- Dataset records
------------------------------------------------------------

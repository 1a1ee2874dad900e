//! Lookup-table colormaps sampled from colorgrad presets.
//!
//! These cover the perceptual and diverging maps (viridis, turbo, RdBu, ...)
//! without hand-maintained tables.

use super::colormap::{lut_index, Colormap, BAD_COLOR};
use super::segmented::DEFAULT_LUT_SIZE;

/// A colormap defined by an explicit table of RGBA colors.
#[derive(Debug, Clone)]
pub struct ListedColormap {
    name: String,
    colors: Vec<[f64; 4]>,
}

impl ListedColormap {
    /// Wrap a non-empty color table.
    pub fn new(name: impl Into<String>, colors: Vec<[f64; 4]>) -> Option<Self> {
        if colors.is_empty() {
            return None;
        }
        Some(Self {
            name: name.into(),
            colors,
        })
    }

    /// Sample a gradient at `n` evenly spaced points.
    pub fn from_gradient(name: impl Into<String>, gradient: &colorgrad::Gradient, n: usize) -> Self {
        let n = n.max(2);
        let last = (n - 1) as f64;
        let colors = (0..n)
            .map(|i| {
                let [r, g, b, a] = gradient.at(i as f64 / last).to_rgba8();
                [
                    r as f64 / 255.0,
                    g as f64 / 255.0,
                    b as f64 / 255.0,
                    a as f64 / 255.0,
                ]
            })
            .collect();
        Self {
            name: name.into(),
            colors,
        }
    }

    pub fn colors(&self) -> &[[f64; 4]] {
        &self.colors
    }
}

impl Colormap for ListedColormap {
    fn eval(&self, value: f64) -> [f64; 4] {
        match lut_index(value, self.colors.len()) {
            Some(i) => self.colors[i],
            None => BAD_COLOR,
        }
    }

    fn name(&self) -> &str {
        &self.name
    }
}

macro_rules! gradient_colormap {
    ($(#[$doc:meta])* $fn_name:ident, $label:literal, $preset:path) => {
        $(#[$doc])*
        pub fn $fn_name() -> ListedColormap {
            ListedColormap::from_gradient($label, &$preset(), DEFAULT_LUT_SIZE)
        }
    };
}

gradient_colormap!(
    /// Viridis - perceptually uniform, colorblind-friendly
    viridis, "viridis", colorgrad::viridis
);
gradient_colormap!(plasma, "plasma", colorgrad::plasma);
gradient_colormap!(inferno, "inferno", colorgrad::inferno);
gradient_colormap!(magma, "magma", colorgrad::magma);
gradient_colormap!(cividis, "cividis", colorgrad::cividis);
gradient_colormap!(
    /// Turbo - an improved rainbow map
    turbo, "turbo", colorgrad::turbo
);
gradient_colormap!(rainbow, "rainbow", colorgrad::rainbow);
gradient_colormap!(spectral, "spectral", colorgrad::spectral);
gradient_colormap!(
    /// Red to blue through white
    rdbu, "rdbu", colorgrad::rd_bu
);
gradient_colormap!(greys, "greys", colorgrad::greys);
gradient_colormap!(blues, "blues", colorgrad::blues);
gradient_colormap!(reds, "reds", colorgrad::reds);
gradient_colormap!(greens, "greens", colorgrad::greens);
gradient_colormap!(cubehelix, "cubehelix", colorgrad::cubehelix_default);

#[cfg(test)]
mod tests {
    use super::*;

    #[test]
    fn test_colormap_names() {
        assert_eq!(viridis().name(), "viridis");
        assert_eq!(rdbu().name(), "rdbu");
        assert_eq!(cubehelix().name(), "cubehelix");
    }

    #[test]
    fn test_preset_table_size() {
        assert_eq!(viridis().colors().len(), DEFAULT_LUT_SIZE);
        assert_eq!(turbo().colors().len(), DEFAULT_LUT_SIZE);
    }

    #[test]
    fn test_greys_runs_light_to_dark() {
        let greys = greys();
        let start = greys.eval(0.0);
        let end = greys.eval(1.0);
        assert!(start[0] > end[0]);
        assert!(start[1] > end[1]);
        assert!(start[2] > end[2]);
    }

    #[test]
    fn test_rdbu_bounds() {
        let colormap = rdbu();
        let red = colormap.map_normalized(0.0);
        let blue = colormap.map_normalized(1.0);
        assert!(red[0] > red[2]);
        assert!(blue[2] > blue[0]);
    }

    #[test]
    fn test_empty_table_rejected() {
        assert!(ListedColormap::new("empty", Vec::new()).is_none());
        let single = ListedColormap::new("single", vec![[0.2, 0.4, 0.6, 1.0]]).unwrap();
        assert_eq!(single.eval(0.0), single.eval(1.0));
        assert_eq!(single.eval(f64::NAN), BAD_COLOR);
    }
}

------------------------------------------------------------

Give every entry back exactly as it was written above.

- Answer below
repository 1a1ee2874dad900e
//! Lookup-table colormaps sampled from colorgrad presets.
//!
//! These cover the perceptual and diverging maps (viridis, turbo, RdBu, ...)
//! without hand-maintained tables.

use super::colormap::{lut_index, Colormap, BAD_COLOR};
use super::segmented::DEFAULT_LUT_SIZE;

/// A colormap defined by an explicit table of RGBA colors.
#[derive(Debug, Clone)]
pub struct ListedColormap {
    name: String,
    colors: Vec<[f64; 4]>,
}

impl ListedColormap {
    /// Wrap a non-empty color table.
    pub fn new(name: impl Into<String>, colors: Vec<[f64; 4]>) -> Option<Self> {
        if colors.is_empty() {
            return None;
        }
        Some(Self {
            name: name.into(),
            colors,
        })
    }

    /// Sample a gradient at `n` evenly spaced points.
    pub fn from_gradient(name: impl Into<String>, gradient: &colorgrad::Gradient, n: usize) -> Self {
        let n = n.max(2);
        let last = (n - 1) as f64;
        let colors = (0..n)
            .map(|i| {
                let [r, g, b, a] = gradient.at(i as f64 / last).to_rgba8();
                [
                    r as f64 / 255.0,
                    g as f64 / 255.0,
                    b as f64 / 255.0,
                    a as f64 / 255.0,
                ]
            })
            .collect();
        Self {
            name: name.into(),
            colors,
        }
    }

    pub fn colors(&self) -> &[[f64; 4]] {
        &self.colors
    }
}

impl Colormap for ListedColormap {
    fn eval(&self, value: f64) -> [f64; 4] {
        match lut_index(value, self.colors.len()) {
            Some(i) => self.colors[i],
            None => BAD_COLOR,
        }
    }

    fn name(&self) -> &str {
        &self.name
    }
}

macro_rules! gradient_colormap {
    ($(#[$doc:meta])* $fn_name:ident, $label:literal, $preset:path) => {
        $(#[$doc])*
        pub fn $fn_name() -> ListedColormap {
            ListedColormap::from_gradient($label, &$preset(), DEFAULT_LUT_SIZE)
        }
    };
}

gradient_colormap!(
    /// Viridis - perceptually uniform, colorblind-friendly
    viridis, "viridis", colorgrad::viridis
);
gradient_colormap!(plasma, "plasma", colorgrad::plasma);
gradient_colormap!(inferno, "inferno", colorgrad::inferno);
gradient_colormap!(magma, "magma", colorgrad::magma);
gradient_colormap!(cividis, "cividis", colorgrad::cividis);
gradient_colormap!(
    /// Turbo - an improved rainbow map
    turbo, "turbo", colorgrad::turbo
);
gradient_colormap!(rainbow, "rainbow", colorgrad::rainbow);
gradient_colormap!(spectral, "spectral", colorgrad::spectral);
gradient_colormap!(
    /// Red to blue through white
    rdbu, "rdbu", colorgrad::rd_bu
);
gradient_colormap!(greys, "greys", colorgrad::greys);
gradient_colormap!(blues, "blues", colorgrad::blues);
gradient_colormap!(reds, "reds", colorgrad::reds);
gradient_colormap!(greens, "greens", colorgrad::greens);
gradient_colormap!(cubehelix, "cubehelix", colorgrad::cubehelix_default);

#[cfg(test)]
mod tests {
    use super::*;

    #[test]
    fn test_colormap_names() {
        assert_eq!(viridis().name(), "viridis");
        assert_eq!(rdbu().name(), "rdbu");
        assert_eq!(cubehelix().name(), "cubehelix");
    }

    #[test]
    fn test_preset_table_size() {
        assert_eq!(viridis().colors().len(), DEFAULT_LUT_SIZE);
        assert_eq!(turbo().colors().len(), DEFAULT_LUT_SIZE);
    }

    #[test]
    fn test_greys_runs_light_to_dark() {
        let greys = greys();
        let start = greys.eval(0.0);
        let end = greys.eval(1.0);
        assert!(start[0] > end[0]);
        assert!(start[1] > end[1]);
        assert!(start[2] > end[2]);
    }

    #[test]
    fn test_rdbu_bounds() {
        let colormap = rdbu();
        let red = colormap.map_normalized(0.0);
        let blue = colormap.map_normalized(1.0);
        assert!(red[0] > red[2]);
        assert!(blue[2] > blue[0]);
    }

    #[test]
    fn test_empty_table_rejected() {
        assert!(ListedColormap::new("empty", Vec::new()).is_none());
        let single = ListedColormap::new("single", vec![[0.2, 0.4, 0.6, 1.0]]).unwrap();
        assert_eq!(single.eval(0.0), single.eval(1.0));
        assert_eq!(single.eval(f64::NAN), BAD_COLOR);
    }
}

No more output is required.